The classical pathway of complement plays multiple physiological roles including modulating immunological effectors initiated by adaptive immune responses and an essential homeostatic role in the clearance of damaged self-antigens. However, dysregulated classical pathway activation is associated with antibody-initiated, inflammatory diseases processes like cold agglutinin disease, acute intravascular hemolytic transfusion reaction (AIHTR), and acute/hyperacute transplantation rejection. To date, only one putative classical pathway inhibitor, C1 esterase inhibitor (C1-INH), is currently commercially available and its only approved indication is for replacement treatment in hereditary angioedema, which is predominantly a kinin pathway disease. Given the variety of disease conditions in which the classical pathway is implicated, development of therapeutics that specifically inhibits complement initiation represents a major unmet medical need.
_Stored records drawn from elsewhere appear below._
//! Sentiment computation engine.
//!
//! Walks a canonical table zone by zone in time order, keeping one price
//! window and one load window per zone, and enriches every row with its
//! baselines, sub-scores, combined sentiment and bucket.

use crate::scoring::{combine, load_pct_deviation, pct_to_score, robust_z_score, z_to_score};
use crate::window::RollingWindow;
use rtm_core::config::{SentimentConfig, SentimentWeights};
use rtm_core::{CanonicalRecord, EnrichedRecord, EnrichedTable, SentimentBucket, Zone};
use std::collections::HashMap;

/// Rolling state for one zone.
struct ZoneWindows {
    price: RollingWindow,
    load: RollingWindow,
}

impl ZoneWindows {
    fn new(window: usize, min_periods: usize) -> Self {
        Self {
            price: RollingWindow::new(window, min_periods),
            load: RollingWindow::new(window, min_periods),
        }
    }
}

/// Sentiment engine with an immutable configuration.
#[derive(Debug, Clone)]
pub struct SentimentEngine {
    window: usize,
    min_periods: usize,
    /// Normalized weights.
    weights: SentimentWeights,
}

impl SentimentEngine {
    /// Create an engine from configuration.
    pub fn new(config: &SentimentConfig) -> Self {
        Self::with_params(
            config.window_hours as usize,
            config.min_periods as usize,
            config.weights,
        )
    }

    /// Create an engine from explicit parameters. Weights are normalized here.
    pub fn with_params(window_hours: usize, min_periods: usize, weights: SentimentWeights) -> Self {
        Self {
            window: window_hours,
            min_periods,
            weights: weights.normalized(),
        }
    }

    /// The normalized weights in use.
    pub fn weights(&self) -> SentimentWeights {
        self.weights
    }

    /// Score a canonical table.
    ///
    /// Output is sorted by (zone, timestamp) and has one row per input row.
    /// Rows without enough history still get a score (it drifts to the
    /// midpoint because undefined deviations count as zero).
    pub fn score(&self, table: &[CanonicalRecord]) -> EnrichedTable {
        let mut rows: Vec<&CanonicalRecord> = table.iter().collect();
        rows.sort_by_key(|record| record.key());

        let mut windows: HashMap<Zone, ZoneWindows> = HashMap::new();
        let enriched: EnrichedTable = rows
            .into_iter()
            .map(|record| {
                let zone_windows = windows
                    .entry(record.zone)
                    .or_insert_with(|| ZoneWindows::new(self.window, self.min_periods));
                self.score_row(record, zone_windows)
            })
            .collect();

        tracing::debug!(
            rows = enriched.len(),
            zones = windows.len(),
            window = self.window,
            min_periods = self.min_periods,
            "scored table"
        );

        enriched
    }

    fn score_row(&self, record: &CanonicalRecord, windows: &mut ZoneWindows) -> EnrichedRecord {
        windows.price.push(record.price);
        let price_baseline = windows.price.median();
        let price_mad = windows.price.mad();
        let price_z = robust_z_score(record.price, price_baseline, price_mad);
        let price_score = z_to_score(price_z);

        windows.load.push(record.system_load);
        let load_baseline = windows.load.mean();
        let load_pct_dev = load_pct_deviation(record.system_load, load_baseline);
        let load_score = pct_to_score(load_pct_dev);

        let sentiment = combine(price_score, load_score, &self.weights);

        EnrichedRecord {
            record: record.clone(),
            price_baseline,
            price_mad,
            price_z,
            price_score,
            load_baseline,
            load_pct_dev,
            load_score,
            sentiment,
            sentiment_bucket: SentimentBucket::from_score(sentiment),
        }
    }
}

/// Score a table with explicit parameters.
pub fn score_table(
    table: &[CanonicalRecord],
    window_hours: usize,
    min_periods: usize,
    weights: SentimentWeights,
) -> EnrichedTable {
    SentimentEngine::with_params(window_hours, min_periods, weights).score(table)
}
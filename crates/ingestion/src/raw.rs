//! Raw tabular batches as delivered by a provider.
//!
//! Column names are whatever the provider chose; cells are untyped JSON values.

use rtm_core::{Error, Result};
use serde_json::{Map, Value};
use std::collections::HashMap;

/// A batch of rows with provider-chosen column names.
#[derive(Debug, Clone, Default, PartialEq)]
pub struct RawBatch {
    /// Column names, in batch order.
    columns: Vec<String>,
    /// Row-major cells; every row has `columns.len()` entries.
    rows: Vec<Vec<Value>>,
}

impl RawBatch {
    /// Build a batch from explicit columns and rows.
    ///
    /// Short rows are padded with nulls, long rows are truncated.
    pub fn new(columns: Vec<String>, rows: Vec<Vec<Value>>) -> Self {
        let width = columns.len();
        let rows = rows
            .into_iter()
            .map(|mut row| {
                row.resize(width, Value::Null);
                row
            })
            .collect();
        Self { columns, rows }
    }

    /// Build a batch from records (one JSON object per row).
    ///
    /// Columns are the union of all keys, ordered by the first record that
    /// carries each one (within a record, keys come in `serde_json::Map`
    /// order, which is sorted). Keys missing from a record become nulls.
    pub fn from_records(records: Vec<Map<String, Value>>) -> Self {
        let mut columns: Vec<String> = Vec::new();
        let mut index: HashMap<String, usize> = HashMap::new();

        for record in &records {
            for key in record.keys() {
                if !index.contains_key(key) {
                    index.insert(key.clone(), columns.len());
                    columns.push(key.clone());
                }
            }
        }

        let rows = records
            .into_iter()
            .map(|record| {
                let mut row = vec![Value::Null; columns.len()];
                for (key, value) in record {
                    if let Some(&i) = index.get(&key) {
                        row[i] = value;
                    }
                }
                row
            })
            .collect();

        Self { columns, rows }
    }

    /// Parse a JSON array of objects.
    pub fn from_json_str(json: &str) -> Result<Self> {
        let value: Value = serde_json::from_str(json)?;
        match value {
            Value::Array(items) => {
                let mut records = Vec::with_capacity(items.len());
                for (i, item) in items.into_iter().enumerate() {
                    match item {
                        Value::Object(map) => records.push(map),
                        other => {
                            return Err(Error::data(format!(
                                "raw batch row {i} is not an object: {other}"
                            )))
                        }
                    }
                }
                Ok(Self::from_records(records))
            }
            _ => Err(Error::data("raw batch must be a JSON array of objects")),
        }
    }

    /// Column names.
    pub fn columns(&self) -> &[String] {
        &self.columns
    }

    /// Rows.
    pub fn rows(&self) -> &[Vec<Value>] {
        &self.rows
    }

    /// Number of rows.
    pub fn len(&self) -> usize {
        self.rows.len()
    }

    pub fn is_empty(&self) -> bool {
        self.rows.is_empty()
    }

    /// Index of a column by exact name.
    pub fn column_index(&self, name: &str) -> Option<usize> {
        self.columns.iter().position(|c| c == name)
    }
}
Our laboratory has identified a peptide that specifically inhibits the classical and lectin pathways of complement. In vitro studies have demonstrated that these peptide inhibitors of complement C1 (PIC1) bind to the collagen-like region of the initiator molecule of the classical pathway, C1q. PIC1 binding to C1q blocks activation of the associated serine proteases (C1s-C1r-C1r-C1s) and subsequent downstream complement activation. Rational design optimization of PIC1 has resulted in the generation of a highly potent derivative of 15 amino acids. PIC1 inhibits classical pathway mediated complement activation in ABO incompatibility in vitro and inhibiting classical pathway activation in vivo in rats. This review will focus on the pre-clinical development of PIC1 and discuss its potential as a therapeutic in antibody-mediated classical pathway disease, specifically AIHTR.